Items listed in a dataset
---*---

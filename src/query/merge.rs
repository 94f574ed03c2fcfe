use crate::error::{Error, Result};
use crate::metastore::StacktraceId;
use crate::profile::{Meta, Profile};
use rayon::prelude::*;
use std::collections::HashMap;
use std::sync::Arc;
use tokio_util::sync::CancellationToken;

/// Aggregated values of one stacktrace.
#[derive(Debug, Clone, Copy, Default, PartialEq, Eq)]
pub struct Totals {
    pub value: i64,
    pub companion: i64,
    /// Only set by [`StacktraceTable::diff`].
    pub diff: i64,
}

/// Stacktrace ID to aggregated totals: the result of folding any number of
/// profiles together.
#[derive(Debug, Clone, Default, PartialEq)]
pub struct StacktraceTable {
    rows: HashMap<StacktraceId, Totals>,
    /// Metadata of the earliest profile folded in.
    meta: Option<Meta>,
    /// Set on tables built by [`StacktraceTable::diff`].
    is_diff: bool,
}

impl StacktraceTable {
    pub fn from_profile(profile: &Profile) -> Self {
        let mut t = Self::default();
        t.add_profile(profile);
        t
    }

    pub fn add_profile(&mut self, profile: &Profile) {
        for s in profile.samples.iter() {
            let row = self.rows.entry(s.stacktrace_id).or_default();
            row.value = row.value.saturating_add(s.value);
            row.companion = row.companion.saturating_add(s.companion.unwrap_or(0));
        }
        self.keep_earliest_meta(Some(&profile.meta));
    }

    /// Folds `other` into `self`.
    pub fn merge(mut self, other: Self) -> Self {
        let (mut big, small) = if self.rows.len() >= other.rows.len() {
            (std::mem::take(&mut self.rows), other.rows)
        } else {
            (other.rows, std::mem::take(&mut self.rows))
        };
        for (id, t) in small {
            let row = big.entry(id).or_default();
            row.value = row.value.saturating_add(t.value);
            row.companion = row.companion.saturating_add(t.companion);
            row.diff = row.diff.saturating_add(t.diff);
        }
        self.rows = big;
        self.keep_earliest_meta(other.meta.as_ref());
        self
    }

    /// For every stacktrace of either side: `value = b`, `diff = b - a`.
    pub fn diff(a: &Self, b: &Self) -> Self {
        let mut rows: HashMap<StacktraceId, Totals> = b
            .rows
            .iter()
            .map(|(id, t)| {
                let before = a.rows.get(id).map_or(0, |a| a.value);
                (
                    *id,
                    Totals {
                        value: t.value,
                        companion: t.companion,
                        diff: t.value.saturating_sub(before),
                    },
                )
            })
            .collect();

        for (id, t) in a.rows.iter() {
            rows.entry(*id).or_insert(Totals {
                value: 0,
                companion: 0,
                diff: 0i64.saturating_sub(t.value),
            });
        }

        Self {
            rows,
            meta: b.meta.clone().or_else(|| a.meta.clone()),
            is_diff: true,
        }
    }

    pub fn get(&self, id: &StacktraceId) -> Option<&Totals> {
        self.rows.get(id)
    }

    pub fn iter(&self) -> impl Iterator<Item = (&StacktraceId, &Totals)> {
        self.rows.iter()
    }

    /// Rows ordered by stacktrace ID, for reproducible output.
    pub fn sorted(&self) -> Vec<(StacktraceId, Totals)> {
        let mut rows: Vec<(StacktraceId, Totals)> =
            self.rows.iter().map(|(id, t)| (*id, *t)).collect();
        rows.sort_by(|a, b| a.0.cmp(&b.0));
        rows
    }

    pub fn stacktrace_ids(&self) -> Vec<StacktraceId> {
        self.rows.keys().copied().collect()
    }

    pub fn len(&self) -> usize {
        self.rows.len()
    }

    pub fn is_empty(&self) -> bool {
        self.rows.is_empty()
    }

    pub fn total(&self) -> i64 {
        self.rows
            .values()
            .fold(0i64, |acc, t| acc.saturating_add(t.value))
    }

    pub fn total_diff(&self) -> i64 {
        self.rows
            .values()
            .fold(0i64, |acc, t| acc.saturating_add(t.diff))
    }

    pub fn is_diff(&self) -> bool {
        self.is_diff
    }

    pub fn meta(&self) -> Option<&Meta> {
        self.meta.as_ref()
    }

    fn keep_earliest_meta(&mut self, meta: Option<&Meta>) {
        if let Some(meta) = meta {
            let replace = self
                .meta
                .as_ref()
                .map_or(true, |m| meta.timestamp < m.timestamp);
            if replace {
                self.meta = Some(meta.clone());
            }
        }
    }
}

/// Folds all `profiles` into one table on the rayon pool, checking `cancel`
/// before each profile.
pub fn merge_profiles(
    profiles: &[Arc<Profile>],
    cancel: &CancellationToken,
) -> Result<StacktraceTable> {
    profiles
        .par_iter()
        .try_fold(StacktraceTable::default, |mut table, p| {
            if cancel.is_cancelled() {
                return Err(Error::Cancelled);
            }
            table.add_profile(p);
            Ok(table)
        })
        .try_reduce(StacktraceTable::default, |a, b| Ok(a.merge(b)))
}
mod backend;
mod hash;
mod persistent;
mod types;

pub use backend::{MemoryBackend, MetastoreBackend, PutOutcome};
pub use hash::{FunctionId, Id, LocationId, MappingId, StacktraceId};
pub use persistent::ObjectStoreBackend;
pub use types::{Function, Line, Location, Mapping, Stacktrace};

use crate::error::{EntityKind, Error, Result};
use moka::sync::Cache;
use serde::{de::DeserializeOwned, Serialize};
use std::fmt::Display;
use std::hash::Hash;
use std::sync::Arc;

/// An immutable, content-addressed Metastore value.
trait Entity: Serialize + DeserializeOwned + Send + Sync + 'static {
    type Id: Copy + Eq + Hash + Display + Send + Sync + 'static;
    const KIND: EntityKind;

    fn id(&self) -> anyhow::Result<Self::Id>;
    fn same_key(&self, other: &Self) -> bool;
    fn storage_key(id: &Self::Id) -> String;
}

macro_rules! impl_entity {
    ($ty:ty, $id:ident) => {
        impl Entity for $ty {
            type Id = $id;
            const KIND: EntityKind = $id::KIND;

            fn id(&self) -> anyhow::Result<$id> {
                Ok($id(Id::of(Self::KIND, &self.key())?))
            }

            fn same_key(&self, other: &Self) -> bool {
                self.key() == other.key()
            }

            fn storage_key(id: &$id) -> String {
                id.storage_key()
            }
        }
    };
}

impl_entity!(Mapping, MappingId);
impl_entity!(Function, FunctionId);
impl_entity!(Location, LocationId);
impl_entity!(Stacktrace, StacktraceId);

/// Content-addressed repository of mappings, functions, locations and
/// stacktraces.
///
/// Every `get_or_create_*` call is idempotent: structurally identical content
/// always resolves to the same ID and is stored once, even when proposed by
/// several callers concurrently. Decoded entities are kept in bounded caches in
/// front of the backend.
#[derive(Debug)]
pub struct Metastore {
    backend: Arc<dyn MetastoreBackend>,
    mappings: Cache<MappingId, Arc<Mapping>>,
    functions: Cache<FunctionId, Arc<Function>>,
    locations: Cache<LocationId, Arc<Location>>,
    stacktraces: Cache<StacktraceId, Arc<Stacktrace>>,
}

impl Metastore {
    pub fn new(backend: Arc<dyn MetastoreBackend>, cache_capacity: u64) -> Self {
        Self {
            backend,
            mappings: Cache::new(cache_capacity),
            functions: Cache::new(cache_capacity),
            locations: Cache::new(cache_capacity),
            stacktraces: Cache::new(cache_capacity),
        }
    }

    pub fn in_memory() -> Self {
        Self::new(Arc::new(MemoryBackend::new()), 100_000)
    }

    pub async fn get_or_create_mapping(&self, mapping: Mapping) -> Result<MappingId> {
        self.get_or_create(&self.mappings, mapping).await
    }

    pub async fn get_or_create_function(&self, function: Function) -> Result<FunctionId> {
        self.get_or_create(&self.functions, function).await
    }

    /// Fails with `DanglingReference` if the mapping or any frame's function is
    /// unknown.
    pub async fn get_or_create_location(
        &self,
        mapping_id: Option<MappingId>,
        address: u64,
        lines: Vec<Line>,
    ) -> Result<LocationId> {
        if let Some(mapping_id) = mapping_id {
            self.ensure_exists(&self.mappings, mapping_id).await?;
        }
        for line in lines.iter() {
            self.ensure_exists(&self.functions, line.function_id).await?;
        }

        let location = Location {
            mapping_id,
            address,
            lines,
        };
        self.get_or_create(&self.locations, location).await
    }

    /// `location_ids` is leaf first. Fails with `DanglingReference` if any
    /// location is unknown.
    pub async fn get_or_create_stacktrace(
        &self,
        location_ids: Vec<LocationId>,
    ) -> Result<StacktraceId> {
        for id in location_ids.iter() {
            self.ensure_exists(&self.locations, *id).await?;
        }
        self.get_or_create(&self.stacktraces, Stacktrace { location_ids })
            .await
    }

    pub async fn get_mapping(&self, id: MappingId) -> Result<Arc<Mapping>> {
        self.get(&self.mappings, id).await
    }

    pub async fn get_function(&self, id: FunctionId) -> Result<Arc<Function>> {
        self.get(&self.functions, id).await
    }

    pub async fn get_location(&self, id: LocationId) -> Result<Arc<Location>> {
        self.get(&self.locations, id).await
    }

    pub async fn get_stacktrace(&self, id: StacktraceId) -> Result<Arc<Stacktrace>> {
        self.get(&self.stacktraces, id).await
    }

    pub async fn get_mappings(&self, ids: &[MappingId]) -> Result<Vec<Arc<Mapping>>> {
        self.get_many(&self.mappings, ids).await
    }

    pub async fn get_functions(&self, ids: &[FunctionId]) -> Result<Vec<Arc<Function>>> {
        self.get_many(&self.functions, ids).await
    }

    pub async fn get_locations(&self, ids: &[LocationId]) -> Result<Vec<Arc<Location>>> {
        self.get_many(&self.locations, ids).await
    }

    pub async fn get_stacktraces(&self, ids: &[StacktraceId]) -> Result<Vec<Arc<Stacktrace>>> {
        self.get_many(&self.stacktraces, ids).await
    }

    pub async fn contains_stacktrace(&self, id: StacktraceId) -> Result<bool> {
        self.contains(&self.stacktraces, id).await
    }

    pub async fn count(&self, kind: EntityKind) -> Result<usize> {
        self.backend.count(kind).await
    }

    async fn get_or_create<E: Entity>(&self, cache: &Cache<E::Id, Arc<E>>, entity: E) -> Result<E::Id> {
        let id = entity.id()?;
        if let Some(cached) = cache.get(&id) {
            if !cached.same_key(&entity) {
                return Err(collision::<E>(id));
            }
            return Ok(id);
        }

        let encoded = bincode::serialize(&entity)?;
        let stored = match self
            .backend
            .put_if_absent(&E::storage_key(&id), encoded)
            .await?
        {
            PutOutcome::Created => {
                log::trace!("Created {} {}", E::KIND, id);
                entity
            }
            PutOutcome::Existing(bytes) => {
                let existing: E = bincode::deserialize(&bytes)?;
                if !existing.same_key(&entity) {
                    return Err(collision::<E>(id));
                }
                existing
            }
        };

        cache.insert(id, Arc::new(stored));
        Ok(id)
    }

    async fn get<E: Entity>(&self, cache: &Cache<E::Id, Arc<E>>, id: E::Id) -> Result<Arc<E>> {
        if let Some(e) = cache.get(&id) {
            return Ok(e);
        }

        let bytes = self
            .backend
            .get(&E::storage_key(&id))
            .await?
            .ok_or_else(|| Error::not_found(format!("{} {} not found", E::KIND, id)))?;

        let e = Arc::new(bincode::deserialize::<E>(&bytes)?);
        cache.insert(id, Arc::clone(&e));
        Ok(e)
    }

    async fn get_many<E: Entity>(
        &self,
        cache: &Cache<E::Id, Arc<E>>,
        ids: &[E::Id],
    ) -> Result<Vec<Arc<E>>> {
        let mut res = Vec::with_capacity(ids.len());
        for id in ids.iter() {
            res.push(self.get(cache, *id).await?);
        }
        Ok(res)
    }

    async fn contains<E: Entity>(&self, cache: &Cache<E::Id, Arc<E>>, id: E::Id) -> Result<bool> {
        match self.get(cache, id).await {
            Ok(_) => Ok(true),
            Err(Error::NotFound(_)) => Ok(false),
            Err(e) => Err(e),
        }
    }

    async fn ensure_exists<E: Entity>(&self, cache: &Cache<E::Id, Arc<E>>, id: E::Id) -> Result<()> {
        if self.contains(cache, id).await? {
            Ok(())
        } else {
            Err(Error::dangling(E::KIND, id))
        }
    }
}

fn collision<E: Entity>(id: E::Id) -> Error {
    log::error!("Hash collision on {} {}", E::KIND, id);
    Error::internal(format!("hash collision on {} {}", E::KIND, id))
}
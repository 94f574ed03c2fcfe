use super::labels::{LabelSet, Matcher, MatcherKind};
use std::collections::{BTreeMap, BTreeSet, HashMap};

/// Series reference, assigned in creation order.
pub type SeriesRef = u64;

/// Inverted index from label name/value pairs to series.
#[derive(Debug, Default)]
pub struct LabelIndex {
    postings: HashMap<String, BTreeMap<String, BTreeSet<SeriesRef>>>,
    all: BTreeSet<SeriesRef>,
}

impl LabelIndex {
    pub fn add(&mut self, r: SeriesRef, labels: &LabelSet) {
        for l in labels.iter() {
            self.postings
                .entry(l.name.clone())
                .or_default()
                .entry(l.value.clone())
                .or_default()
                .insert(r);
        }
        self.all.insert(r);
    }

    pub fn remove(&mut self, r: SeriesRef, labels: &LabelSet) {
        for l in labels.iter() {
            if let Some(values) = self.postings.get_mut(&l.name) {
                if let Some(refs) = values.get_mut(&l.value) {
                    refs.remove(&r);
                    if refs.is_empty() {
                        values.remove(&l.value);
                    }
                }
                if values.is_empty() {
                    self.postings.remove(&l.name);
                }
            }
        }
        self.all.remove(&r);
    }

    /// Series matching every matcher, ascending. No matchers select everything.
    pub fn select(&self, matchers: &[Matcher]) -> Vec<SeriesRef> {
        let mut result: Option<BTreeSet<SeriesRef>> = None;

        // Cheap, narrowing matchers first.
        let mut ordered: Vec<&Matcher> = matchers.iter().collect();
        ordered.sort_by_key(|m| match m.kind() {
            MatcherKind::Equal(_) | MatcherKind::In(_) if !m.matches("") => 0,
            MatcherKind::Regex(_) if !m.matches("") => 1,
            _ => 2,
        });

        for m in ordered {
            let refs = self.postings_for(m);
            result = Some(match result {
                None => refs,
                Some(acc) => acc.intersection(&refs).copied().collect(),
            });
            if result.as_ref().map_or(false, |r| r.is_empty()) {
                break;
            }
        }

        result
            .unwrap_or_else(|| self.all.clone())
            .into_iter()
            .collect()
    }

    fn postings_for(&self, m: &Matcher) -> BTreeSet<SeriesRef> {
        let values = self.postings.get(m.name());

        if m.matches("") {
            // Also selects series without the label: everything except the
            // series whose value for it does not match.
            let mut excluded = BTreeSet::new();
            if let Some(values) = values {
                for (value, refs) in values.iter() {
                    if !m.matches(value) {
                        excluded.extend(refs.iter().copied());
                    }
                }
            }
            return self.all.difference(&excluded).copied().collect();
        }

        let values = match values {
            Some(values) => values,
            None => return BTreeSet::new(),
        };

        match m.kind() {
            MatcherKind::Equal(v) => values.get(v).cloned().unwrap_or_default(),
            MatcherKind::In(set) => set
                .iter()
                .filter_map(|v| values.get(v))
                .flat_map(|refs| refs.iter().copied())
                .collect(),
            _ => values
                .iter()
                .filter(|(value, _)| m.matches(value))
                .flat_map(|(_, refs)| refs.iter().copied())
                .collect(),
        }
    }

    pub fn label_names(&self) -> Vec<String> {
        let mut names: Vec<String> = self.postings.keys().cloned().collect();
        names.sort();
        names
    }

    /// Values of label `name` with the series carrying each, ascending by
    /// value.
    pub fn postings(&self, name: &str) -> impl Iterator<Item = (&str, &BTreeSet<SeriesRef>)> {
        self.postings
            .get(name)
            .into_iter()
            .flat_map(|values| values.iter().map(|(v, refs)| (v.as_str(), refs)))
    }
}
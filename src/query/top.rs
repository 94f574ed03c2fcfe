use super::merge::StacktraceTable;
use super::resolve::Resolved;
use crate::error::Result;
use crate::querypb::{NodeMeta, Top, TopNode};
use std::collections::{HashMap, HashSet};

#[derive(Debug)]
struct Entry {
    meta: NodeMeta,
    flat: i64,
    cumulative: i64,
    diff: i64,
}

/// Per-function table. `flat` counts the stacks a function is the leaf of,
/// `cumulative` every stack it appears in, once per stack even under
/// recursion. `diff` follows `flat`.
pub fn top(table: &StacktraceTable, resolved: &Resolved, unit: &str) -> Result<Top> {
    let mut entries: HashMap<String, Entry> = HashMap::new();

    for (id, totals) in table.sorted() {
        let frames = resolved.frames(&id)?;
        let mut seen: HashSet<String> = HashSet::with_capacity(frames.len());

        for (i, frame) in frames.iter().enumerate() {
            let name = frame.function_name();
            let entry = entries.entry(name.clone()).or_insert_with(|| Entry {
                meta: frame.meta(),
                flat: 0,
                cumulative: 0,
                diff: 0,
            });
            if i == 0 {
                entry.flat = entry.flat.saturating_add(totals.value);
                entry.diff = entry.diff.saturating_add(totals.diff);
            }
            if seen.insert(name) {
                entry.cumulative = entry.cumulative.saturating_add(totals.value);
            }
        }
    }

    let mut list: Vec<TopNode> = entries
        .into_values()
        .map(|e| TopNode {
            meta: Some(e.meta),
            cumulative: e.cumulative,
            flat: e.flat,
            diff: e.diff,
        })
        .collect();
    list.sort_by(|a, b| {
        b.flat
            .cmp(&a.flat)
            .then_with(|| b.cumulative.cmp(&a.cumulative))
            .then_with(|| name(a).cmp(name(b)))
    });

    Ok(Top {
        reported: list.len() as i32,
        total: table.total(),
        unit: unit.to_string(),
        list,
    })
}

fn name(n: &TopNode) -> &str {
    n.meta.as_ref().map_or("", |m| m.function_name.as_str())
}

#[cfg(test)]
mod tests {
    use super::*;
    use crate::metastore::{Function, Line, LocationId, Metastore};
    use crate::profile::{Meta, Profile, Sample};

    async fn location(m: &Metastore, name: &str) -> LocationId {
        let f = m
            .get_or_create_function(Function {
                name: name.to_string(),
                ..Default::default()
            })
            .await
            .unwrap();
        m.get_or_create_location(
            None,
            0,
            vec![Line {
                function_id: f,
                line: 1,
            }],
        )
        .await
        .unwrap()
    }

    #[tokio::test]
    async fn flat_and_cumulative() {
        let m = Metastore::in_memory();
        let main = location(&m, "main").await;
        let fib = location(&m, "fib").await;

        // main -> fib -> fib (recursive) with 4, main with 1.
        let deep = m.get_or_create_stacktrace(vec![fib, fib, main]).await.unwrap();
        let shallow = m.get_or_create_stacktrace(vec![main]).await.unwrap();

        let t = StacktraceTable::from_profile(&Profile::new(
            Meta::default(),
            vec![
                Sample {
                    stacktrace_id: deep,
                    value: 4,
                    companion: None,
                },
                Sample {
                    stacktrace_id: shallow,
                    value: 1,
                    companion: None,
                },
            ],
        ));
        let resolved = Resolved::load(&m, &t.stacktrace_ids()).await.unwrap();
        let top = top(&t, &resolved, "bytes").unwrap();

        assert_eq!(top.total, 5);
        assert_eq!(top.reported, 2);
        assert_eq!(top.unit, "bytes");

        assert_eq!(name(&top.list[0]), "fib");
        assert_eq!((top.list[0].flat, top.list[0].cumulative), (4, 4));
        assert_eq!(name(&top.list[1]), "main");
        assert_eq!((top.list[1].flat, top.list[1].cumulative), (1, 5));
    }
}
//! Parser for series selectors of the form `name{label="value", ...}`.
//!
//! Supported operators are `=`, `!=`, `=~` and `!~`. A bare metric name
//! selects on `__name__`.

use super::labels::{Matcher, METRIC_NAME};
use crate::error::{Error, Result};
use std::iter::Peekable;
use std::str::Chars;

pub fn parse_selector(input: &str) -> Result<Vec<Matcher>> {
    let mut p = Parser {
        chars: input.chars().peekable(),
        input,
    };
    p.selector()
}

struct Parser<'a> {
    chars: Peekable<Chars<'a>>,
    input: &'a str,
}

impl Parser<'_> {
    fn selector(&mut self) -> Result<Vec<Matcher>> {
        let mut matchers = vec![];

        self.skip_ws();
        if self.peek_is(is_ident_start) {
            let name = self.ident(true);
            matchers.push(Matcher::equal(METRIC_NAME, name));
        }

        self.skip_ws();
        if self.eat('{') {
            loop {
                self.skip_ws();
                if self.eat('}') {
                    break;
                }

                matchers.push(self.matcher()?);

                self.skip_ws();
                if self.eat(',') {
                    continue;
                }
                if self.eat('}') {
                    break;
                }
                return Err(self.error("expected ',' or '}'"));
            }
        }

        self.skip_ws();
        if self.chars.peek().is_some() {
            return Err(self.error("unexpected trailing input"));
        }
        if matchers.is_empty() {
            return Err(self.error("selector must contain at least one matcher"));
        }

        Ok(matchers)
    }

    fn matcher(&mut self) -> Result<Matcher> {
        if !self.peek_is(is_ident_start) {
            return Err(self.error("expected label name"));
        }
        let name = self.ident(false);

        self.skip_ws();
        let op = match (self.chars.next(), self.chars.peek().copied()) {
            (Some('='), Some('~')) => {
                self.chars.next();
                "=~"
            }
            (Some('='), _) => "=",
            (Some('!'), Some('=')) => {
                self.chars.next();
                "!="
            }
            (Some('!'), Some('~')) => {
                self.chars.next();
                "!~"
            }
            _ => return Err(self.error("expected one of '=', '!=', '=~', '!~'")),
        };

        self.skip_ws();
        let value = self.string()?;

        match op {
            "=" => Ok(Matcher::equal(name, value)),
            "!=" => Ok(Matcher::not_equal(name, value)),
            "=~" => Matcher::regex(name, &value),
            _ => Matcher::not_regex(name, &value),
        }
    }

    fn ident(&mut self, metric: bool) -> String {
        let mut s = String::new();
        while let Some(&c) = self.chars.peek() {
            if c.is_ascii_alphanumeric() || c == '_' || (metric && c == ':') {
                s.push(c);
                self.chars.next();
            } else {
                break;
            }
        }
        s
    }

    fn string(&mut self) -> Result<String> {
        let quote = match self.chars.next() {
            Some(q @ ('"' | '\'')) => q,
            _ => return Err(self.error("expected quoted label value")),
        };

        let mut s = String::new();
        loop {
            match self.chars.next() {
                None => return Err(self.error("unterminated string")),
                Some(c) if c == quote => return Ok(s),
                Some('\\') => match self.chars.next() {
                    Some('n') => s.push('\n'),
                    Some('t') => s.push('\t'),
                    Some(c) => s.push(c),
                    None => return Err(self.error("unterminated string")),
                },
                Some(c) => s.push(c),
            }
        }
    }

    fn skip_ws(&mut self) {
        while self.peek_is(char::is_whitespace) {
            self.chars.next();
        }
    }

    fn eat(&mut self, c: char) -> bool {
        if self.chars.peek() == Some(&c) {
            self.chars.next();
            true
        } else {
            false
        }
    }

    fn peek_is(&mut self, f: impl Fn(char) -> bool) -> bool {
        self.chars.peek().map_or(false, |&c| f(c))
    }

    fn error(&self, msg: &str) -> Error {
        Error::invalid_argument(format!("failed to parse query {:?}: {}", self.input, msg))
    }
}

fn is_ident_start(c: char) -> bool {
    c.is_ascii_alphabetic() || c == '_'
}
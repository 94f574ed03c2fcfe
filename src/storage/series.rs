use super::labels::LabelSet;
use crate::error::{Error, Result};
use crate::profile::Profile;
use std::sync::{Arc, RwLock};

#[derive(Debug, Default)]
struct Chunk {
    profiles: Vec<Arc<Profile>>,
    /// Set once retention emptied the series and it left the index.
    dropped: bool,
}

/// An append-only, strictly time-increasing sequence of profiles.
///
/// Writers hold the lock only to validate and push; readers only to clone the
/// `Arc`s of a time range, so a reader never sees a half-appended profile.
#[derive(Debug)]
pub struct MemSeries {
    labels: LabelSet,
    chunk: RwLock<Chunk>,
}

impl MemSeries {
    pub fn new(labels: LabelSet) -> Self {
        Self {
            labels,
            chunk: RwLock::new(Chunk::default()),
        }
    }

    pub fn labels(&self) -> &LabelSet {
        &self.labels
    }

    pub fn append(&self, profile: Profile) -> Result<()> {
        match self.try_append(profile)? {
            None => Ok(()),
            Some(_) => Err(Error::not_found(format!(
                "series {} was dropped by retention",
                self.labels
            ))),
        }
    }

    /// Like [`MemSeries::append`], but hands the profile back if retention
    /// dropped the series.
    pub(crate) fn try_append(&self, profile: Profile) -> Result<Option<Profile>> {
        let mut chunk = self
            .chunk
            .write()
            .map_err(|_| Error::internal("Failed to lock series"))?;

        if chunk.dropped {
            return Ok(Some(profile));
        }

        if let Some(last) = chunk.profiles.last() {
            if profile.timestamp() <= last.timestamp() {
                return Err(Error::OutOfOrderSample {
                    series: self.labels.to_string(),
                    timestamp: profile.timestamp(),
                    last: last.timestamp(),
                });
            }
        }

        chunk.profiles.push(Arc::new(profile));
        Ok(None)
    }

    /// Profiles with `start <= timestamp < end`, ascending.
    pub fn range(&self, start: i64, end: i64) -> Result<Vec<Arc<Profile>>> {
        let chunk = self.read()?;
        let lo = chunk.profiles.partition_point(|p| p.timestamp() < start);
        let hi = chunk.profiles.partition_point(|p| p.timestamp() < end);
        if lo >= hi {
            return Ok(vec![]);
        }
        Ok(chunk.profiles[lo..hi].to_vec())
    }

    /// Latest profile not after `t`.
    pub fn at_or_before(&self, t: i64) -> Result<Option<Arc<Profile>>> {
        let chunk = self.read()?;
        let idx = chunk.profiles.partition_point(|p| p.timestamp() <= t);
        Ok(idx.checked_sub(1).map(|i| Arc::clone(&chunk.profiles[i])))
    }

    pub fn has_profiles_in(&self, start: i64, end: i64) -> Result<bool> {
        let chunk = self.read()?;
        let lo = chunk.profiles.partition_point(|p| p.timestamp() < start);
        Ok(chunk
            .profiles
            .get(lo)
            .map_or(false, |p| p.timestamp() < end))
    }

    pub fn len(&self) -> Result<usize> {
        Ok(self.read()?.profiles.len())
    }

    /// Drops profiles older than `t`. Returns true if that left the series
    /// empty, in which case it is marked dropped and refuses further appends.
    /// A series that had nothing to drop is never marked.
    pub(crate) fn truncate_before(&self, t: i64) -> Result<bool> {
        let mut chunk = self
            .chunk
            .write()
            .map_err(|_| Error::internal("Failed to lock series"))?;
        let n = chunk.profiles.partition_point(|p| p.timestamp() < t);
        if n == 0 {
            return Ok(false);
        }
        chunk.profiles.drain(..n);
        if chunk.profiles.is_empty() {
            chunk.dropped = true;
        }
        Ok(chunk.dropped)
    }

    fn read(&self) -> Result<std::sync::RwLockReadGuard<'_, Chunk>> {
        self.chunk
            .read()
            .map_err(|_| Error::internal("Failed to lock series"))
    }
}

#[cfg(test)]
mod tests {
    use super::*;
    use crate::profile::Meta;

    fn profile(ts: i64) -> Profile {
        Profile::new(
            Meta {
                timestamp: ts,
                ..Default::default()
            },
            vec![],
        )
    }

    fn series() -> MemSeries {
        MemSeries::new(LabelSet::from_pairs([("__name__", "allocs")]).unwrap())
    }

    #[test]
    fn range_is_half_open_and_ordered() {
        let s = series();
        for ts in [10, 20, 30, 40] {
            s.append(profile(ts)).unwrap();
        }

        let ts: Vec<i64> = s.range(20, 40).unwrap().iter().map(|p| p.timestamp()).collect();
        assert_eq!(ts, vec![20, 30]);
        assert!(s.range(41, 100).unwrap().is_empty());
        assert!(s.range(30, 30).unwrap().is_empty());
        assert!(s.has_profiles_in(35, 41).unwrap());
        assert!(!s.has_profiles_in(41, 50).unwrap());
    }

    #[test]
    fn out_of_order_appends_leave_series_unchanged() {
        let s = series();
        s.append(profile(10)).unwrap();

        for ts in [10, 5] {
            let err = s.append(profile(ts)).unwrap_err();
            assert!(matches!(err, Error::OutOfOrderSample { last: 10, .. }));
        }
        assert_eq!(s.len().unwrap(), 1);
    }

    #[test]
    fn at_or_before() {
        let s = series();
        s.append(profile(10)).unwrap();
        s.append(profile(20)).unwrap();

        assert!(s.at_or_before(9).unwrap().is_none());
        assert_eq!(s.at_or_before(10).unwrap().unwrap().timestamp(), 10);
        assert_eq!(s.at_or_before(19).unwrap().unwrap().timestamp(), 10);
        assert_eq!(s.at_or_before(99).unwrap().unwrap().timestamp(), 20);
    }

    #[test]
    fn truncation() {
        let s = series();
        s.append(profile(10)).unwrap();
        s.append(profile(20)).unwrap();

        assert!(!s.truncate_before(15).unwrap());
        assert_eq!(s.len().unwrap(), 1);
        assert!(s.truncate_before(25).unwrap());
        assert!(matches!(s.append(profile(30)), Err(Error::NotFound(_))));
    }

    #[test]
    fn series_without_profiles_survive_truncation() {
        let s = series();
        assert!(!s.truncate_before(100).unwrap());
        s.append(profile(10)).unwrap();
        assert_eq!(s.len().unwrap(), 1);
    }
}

---*---

Extract each line holding the word "shallow" from the records.

        let shallow = m.get_or_create_stacktrace(vec![main]).await.unwrap();
                    stacktrace_id: shallow,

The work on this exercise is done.